What the task requires. Every record shown here needs to be repeated exactly.
Start of Provided data
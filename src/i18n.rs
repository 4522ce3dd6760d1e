//! Bilingual string tables (Indonesian / English)
//!
//! Flat key lookup with fallback: an unknown key renders as itself, so a
//! missing translation is visible in the UI instead of panicking.

/// Supported display languages
#[derive(Debug, Clone, Copy, PartialEq, Eq, Default)]
pub enum Language {
    /// Indonesian (default audience)
    #[default]
    Id,
    /// English
    En,
}

impl Language {
    /// BCP 47 tag, also used as the persisted settings value
    pub fn code(&self) -> &'static str {
        match self {
            Language::Id => "id",
            Language::En => "en",
        }
    }

    pub fn from_code(code: &str) -> Option<Self> {
        match code {
            "id" => Some(Language::Id),
            "en" => Some(Language::En),
            _ => None,
        }
    }
}

/// Health facts shown on the level-up interstitial; fact `level - 1` appears
/// when the player reaches `level`.
const FACTS_ID: [&str; 10] = [
    "Asap rokok mengandung lebih dari 7.000 bahan kimia berbahaya, 70 di antaranya menyebabkan kanker.",
    "Tar dalam rokok bisa menurunkan kapasitas paru-paru hingga 30% dalam 10 tahun.",
    "Satu batang rokok mengandung sekitar 4.800 bahan kimia beracun.",
    "Perokok pasif menerima 15% lebih banyak karbon monoksida dibanding perokok aktif.",
    "Berhenti merokok 1 tahun menurunkan risiko penyakit jantung hingga 50%.",
    "Nikotin mencapai otak hanya dalam 10 detik setelah menghisap rokok.",
    "Rokok menyebabkan 90% kasus kanker paru-paru di seluruh dunia.",
    "Setelah 20 menit berhenti merokok, detak jantung mulai kembali normal.",
    "Perokok kehilangan rata-rata 10 tahun harapan hidup dibanding non-perokok.",
    "Indonesia adalah negara dengan perokok terbanyak ke-3 di dunia.",
];

const FACTS_EN: [&str; 10] = [
    "Cigarette smoke contains over 7,000 harmful chemicals, 70 of which cause cancer.",
    "Tar in cigarettes can reduce lung capacity by up to 30% within 10 years.",
    "A single cigarette contains about 4,800 toxic chemicals.",
    "Passive smokers receive 15% more carbon monoxide than active smokers.",
    "Quitting smoking for 1 year reduces heart disease risk by up to 50%.",
    "Nicotine reaches the brain within just 10 seconds of inhaling.",
    "Smoking causes 90% of lung cancer cases worldwide.",
    "After 20 minutes of quitting, heart rate begins to normalize.",
    "Smokers lose an average of 10 years of life expectancy compared to non-smokers.",
    "Indonesia has the 3rd highest number of smokers in the world.",
];

const STRINGS_ID: &[(&str, &str)] = &[
    ("tagline", "Lindungi paru-paru dari racun rokok yang jatuh!"),
    ("rule", "HP habis atau Tar penuh = Game Over!"),
    ("mode_endless", "Mode Endless"),
    ("mode_survival", "Bertahan 2 Menit"),
    ("level_up", "Level Naik!"),
    ("speed_increased", "Kecepatan meningkat!"),
    ("gameover_tar", "Paru-paru Penuh Tar!"),
    ("gameover_health", "Paru-paru Rusak!"),
    ("final_score", "Skor Akhir"),
    ("survival_time", "Waktu Bertahan"),
    ("toxins_blocked", "Racun Diblokir"),
    ("max_combo", "Combo Tertinggi"),
    ("level_reached", "Level Tercapai"),
    ("new_high_score", "Skor Tertinggi Baru!"),
    ("high_score", "Skor Tertinggi"),
    ("play_again", "Main Lagi"),
    ("paused", "Jeda"),
    ("controls_hint", "Gunakan mouse/touch atau \u{2190} \u{2192}"),
];

const STRINGS_EN: &[(&str, &str)] = &[
    ("tagline", "Protect the lungs from falling cigarette toxins!"),
    ("rule", "Empty HP or Full Tar = Game Over!"),
    ("mode_endless", "Endless Mode"),
    ("mode_survival", "Survive 2 Minutes"),
    ("level_up", "Level Up!"),
    ("speed_increased", "Speed increased!"),
    ("gameover_tar", "Lungs Full of Tar!"),
    ("gameover_health", "Lungs Destroyed!"),
    ("final_score", "Final Score"),
    ("survival_time", "Survival Time"),
    ("toxins_blocked", "Toxins Blocked"),
    ("max_combo", "Max Combo"),
    ("level_reached", "Level Reached"),
    ("new_high_score", "New High Score!"),
    ("high_score", "High Score"),
    ("play_again", "Play Again"),
    ("paused", "Paused"),
    ("controls_hint", "Use mouse/touch or \u{2190} \u{2192}"),
];

/// Language-aware string lookup
#[derive(Debug, Clone, Copy, Default)]
pub struct Translator {
    pub language: Language,
}

impl Translator {
    pub fn new(language: Language) -> Self {
        Self { language }
    }

    /// Look up a UI string; falls back to the key itself
    pub fn get<'a>(&self, key: &'a str) -> &'a str {
        let table = match self.language {
            Language::Id => STRINGS_ID,
            Language::En => STRINGS_EN,
        };
        table
            .iter()
            .find(|(k, _)| *k == key)
            .map(|(_, v)| *v)
            .unwrap_or(key)
    }

    /// Health fact shown when reaching `level` (2..=10)
    pub fn fact(&self, index: usize) -> Option<&'static str> {
        let facts = match self.language {
            Language::Id => &FACTS_ID,
            Language::En => &FACTS_EN,
        };
        facts.get(index).copied()
    }
}

#[cfg(test)]
mod tests {
    use super::*;

    #[test]
    fn test_lookup_per_language() {
        let id = Translator::new(Language::Id);
        let en = Translator::new(Language::En);
        assert_eq!(id.get("play_again"), "Main Lagi");
        assert_eq!(en.get("play_again"), "Play Again");
    }

    #[test]
    fn test_unknown_key_falls_back_to_itself() {
        let t = Translator::new(Language::En);
        assert_eq!(t.get("no_such_key"), "no_such_key");
    }

    #[test]
    fn test_both_tables_cover_the_same_keys() {
        for (key, _) in STRINGS_ID {
            assert!(
                STRINGS_EN.iter().any(|(k, _)| k == key),
                "missing en: {key}"
            );
        }
        for (key, _) in STRINGS_EN {
            assert!(
                STRINGS_ID.iter().any(|(k, _)| k == key),
                "missing id: {key}"
            );
        }
    }

    #[test]
    fn test_every_ui_label_resolves_in_both_languages() {
        // Keys the game shell renders; none may fall back to itself
        let keys = [
            "tagline",
            "rule",
            "mode_endless",
            "mode_survival",
            "level_up",
            "speed_increased",
            "gameover_tar",
            "gameover_health",
            "final_score",
            "survival_time",
            "toxins_blocked",
            "max_combo",
            "level_reached",
            "new_high_score",
            "high_score",
            "play_again",
            "paused",
            "controls_hint",
        ];
        for t in [Translator::new(Language::Id), Translator::new(Language::En)] {
            for key in keys {
                assert_ne!(t.get(key), key, "untranslated: {key}");
            }
        }
    }

    #[test]
    fn test_facts_available_for_every_level_up() {
        let t = Translator::new(Language::Id);
        // Levels 2..=10 show fact index level - 1
        for level in 2..=10u32 {
            assert!(t.fact((level - 1) as usize).is_some());
        }
        assert!(t.fact(10).is_none());
    }

    #[test]
    fn test_language_codes_round_trip() {
        for lang in [Language::Id, Language::En] {
            assert_eq!(Language::from_code(lang.code()), Some(lang));
        }
        assert_eq!(Language::from_code("fr"), None);
    }
}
End of Provided data
Answer for the task.
filename src/i18n.rs
repository 4522ce3dd6760d1e
//! Bilingual string tables (Indonesian / English)
//!
//! Flat key lookup with fallback: an unknown key renders as itself, so a
//! missing translation is visible in the UI instead of panicking.

/// Supported display languages
#[derive(Debug, Clone, Copy, PartialEq, Eq, Default)]
pub enum Language {
    /// Indonesian (default audience)
    #[default]
    Id,
    /// English
    En,
}

impl Language {
    /// BCP 47 tag, also used as the persisted settings value
    pub fn code(&self) -> &'static str {
        match self {
            Language::Id => "id",
            Language::En => "en",
        }
    }

    pub fn from_code(code: &str) -> Option<Self> {
        match code {
            "id" => Some(Language::Id),
            "en" => Some(Language::En),
            _ => None,
        }
    }
}

/// Health facts shown on the level-up interstitial; fact `level - 1` appears
/// when the player reaches `level`.
const FACTS_ID: [&str; 10] = [
    "Asap rokok mengandung lebih dari 7.000 bahan kimia berbahaya, 70 di antaranya menyebabkan kanker.",
    "Tar dalam rokok bisa menurunkan kapasitas paru-paru hingga 30% dalam 10 tahun.",
    "Satu batang rokok mengandung sekitar 4.800 bahan kimia beracun.",
    "Perokok pasif menerima 15% lebih banyak karbon monoksida dibanding perokok aktif.",
    "Berhenti merokok 1 tahun menurunkan risiko penyakit jantung hingga 50%.",
    "Nikotin mencapai otak hanya dalam 10 detik setelah menghisap rokok.",
    "Rokok menyebabkan 90% kasus kanker paru-paru di seluruh dunia.",
    "Setelah 20 menit berhenti merokok, detak jantung mulai kembali normal.",
    "Perokok kehilangan rata-rata 10 tahun harapan hidup dibanding non-perokok.",
    "Indonesia adalah negara dengan perokok terbanyak ke-3 di dunia.",
];

const FACTS_EN: [&str; 10] = [
    "Cigarette smoke contains over 7,000 harmful chemicals, 70 of which cause cancer.",
    "Tar in cigarettes can reduce lung capacity by up to 30% within 10 years.",
    "A single cigarette contains about 4,800 toxic chemicals.",
    "Passive smokers receive 15% more carbon monoxide than active smokers.",
    "Quitting smoking for 1 year reduces heart disease risk by up to 50%.",
    "Nicotine reaches the brain within just 10 seconds of inhaling.",
    "Smoking causes 90% of lung cancer cases worldwide.",
    "After 20 minutes of quitting, heart rate begins to normalize.",
    "Smokers lose an average of 10 years of life expectancy compared to non-smokers.",
    "Indonesia has the 3rd highest number of smokers in the world.",
];

const STRINGS_ID: &[(&str, &str)] = &[
    ("tagline", "Lindungi paru-paru dari racun rokok yang jatuh!"),
    ("rule", "HP habis atau Tar penuh = Game Over!"),
    ("mode_endless", "Mode Endless"),
    ("mode_survival", "Bertahan 2 Menit"),
    ("level_up", "Level Naik!"),
    ("speed_increased", "Kecepatan meningkat!"),
    ("gameover_tar", "Paru-paru Penuh Tar!"),
    ("gameover_health", "Paru-paru Rusak!"),
    ("final_score", "Skor Akhir"),
    ("survival_time", "Waktu Bertahan"),
    ("toxins_blocked", "Racun Diblokir"),
    ("max_combo", "Combo Tertinggi"),
    ("level_reached", "Level Tercapai"),
    ("new_high_score", "Skor Tertinggi Baru!"),
    ("high_score", "Skor Tertinggi"),
    ("play_again", "Main Lagi"),
    ("paused", "Jeda"),
    ("controls_hint", "Gunakan mouse/touch atau \u{2190} \u{2192}"),
];

const STRINGS_EN: &[(&str, &str)] = &[
    ("tagline", "Protect the lungs from falling cigarette toxins!"),
    ("rule", "Empty HP or Full Tar = Game Over!"),
    ("mode_endless", "Endless Mode"),
    ("mode_survival", "Survive 2 Minutes"),
    ("level_up", "Level Up!"),
    ("speed_increased", "Speed increased!"),
    ("gameover_tar", "Lungs Full of Tar!"),
    ("gameover_health", "Lungs Destroyed!"),
    ("final_score", "Final Score"),
    ("survival_time", "Survival Time"),
    ("toxins_blocked", "Toxins Blocked"),
    ("max_combo", "Max Combo"),
    ("level_reached", "Level Reached"),
    ("new_high_score", "New High Score!"),
    ("high_score", "High Score"),
    ("play_again", "Play Again"),
    ("paused", "Paused"),
    ("controls_hint", "Use mouse/touch or \u{2190} \u{2192}"),
];

/// Language-aware string lookup
#[derive(Debug, Clone, Copy, Default)]
pub struct Translator {
    pub language: Language,
}

impl Translator {
    pub fn new(language: Language) -> Self {
        Self { language }
    }

    /// Look up a UI string; falls back to the key itself
    pub fn get<'a>(&self, key: &'a str) -> &'a str {
        let table = match self.language {
            Language::Id => STRINGS_ID,
            Language::En => STRINGS_EN,
        };
        table
            .iter()
            .find(|(k, _)| *k == key)
            .map(|(_, v)| *v)
            .unwrap_or(key)
    }

    /// Health fact shown when reaching `level` (2..=10)
    pub fn fact(&self, index: usize) -> Option<&'static str> {
        let facts = match self.language {
            Language::Id => &FACTS_ID,
            Language::En => &FACTS_EN,
        };
        facts.get(index).copied()
    }
}

#[cfg(test)]
mod tests {
    use super::*;

    #[test]
    fn test_lookup_per_language() {
        let id = Translator::new(Language::Id);
        let en = Translator::new(Language::En);
        assert_eq!(id.get("play_again"), "Main Lagi");
        assert_eq!(en.get("play_again"), "Play Again");
    }

    #[test]
    fn test_unknown_key_falls_back_to_itself() {
        let t = Translator::new(Language::En);
        assert_eq!(t.get("no_such_key"), "no_such_key");
    }

    #[test]
    fn test_both_tables_cover_the_same_keys() {
        for (key, _) in STRINGS_ID {
            assert!(
                STRINGS_EN.iter().any(|(k, _)| k == key),
                "missing en: {key}"
            );
        }
        for (key, _) in STRINGS_EN {
            assert!(
                STRINGS_ID.iter().any(|(k, _)| k == key),
                "missing id: {key}"
            );
        }
    }

    #[test]
    fn test_every_ui_label_resolves_in_both_languages() {
        // Keys the game shell renders; none may fall back to itself
        let keys = [
            "tagline",
            "rule",
            "mode_endless",
            "mode_survival",
            "level_up",
            "speed_increased",
            "gameover_tar",
            "gameover_health",
            "final_score",
            "survival_time",
            "toxins_blocked",
            "max_combo",
            "level_reached",
            "new_high_score",
            "high_score",
            "play_again",
            "paused",
            "controls_hint",
        ];
        for t in [Translator::new(Language::Id), Translator::new(Language::En)] {
            for key in keys {
                assert_ne!(t.get(key), key, "untranslated: {key}");
            }
        }
    }

    #[test]
    fn test_facts_available_for_every_level_up() {
        let t = Translator::new(Language::Id);
        // Levels 2..=10 show fact index level - 1
        for level in 2..=10u32 {
            assert!(t.fact((level - 1) as usize).is_some());
        }
        assert!(t.fact(10).is_none());
    }

    #[test]
    fn test_language_codes_round_trip() {
        for lang in [Language::Id, Language::En] {
            assert_eq!(Language::from_code(lang.code()), Some(lang));
        }
        assert_eq!(Language::from_code("fr"), None);
    }
}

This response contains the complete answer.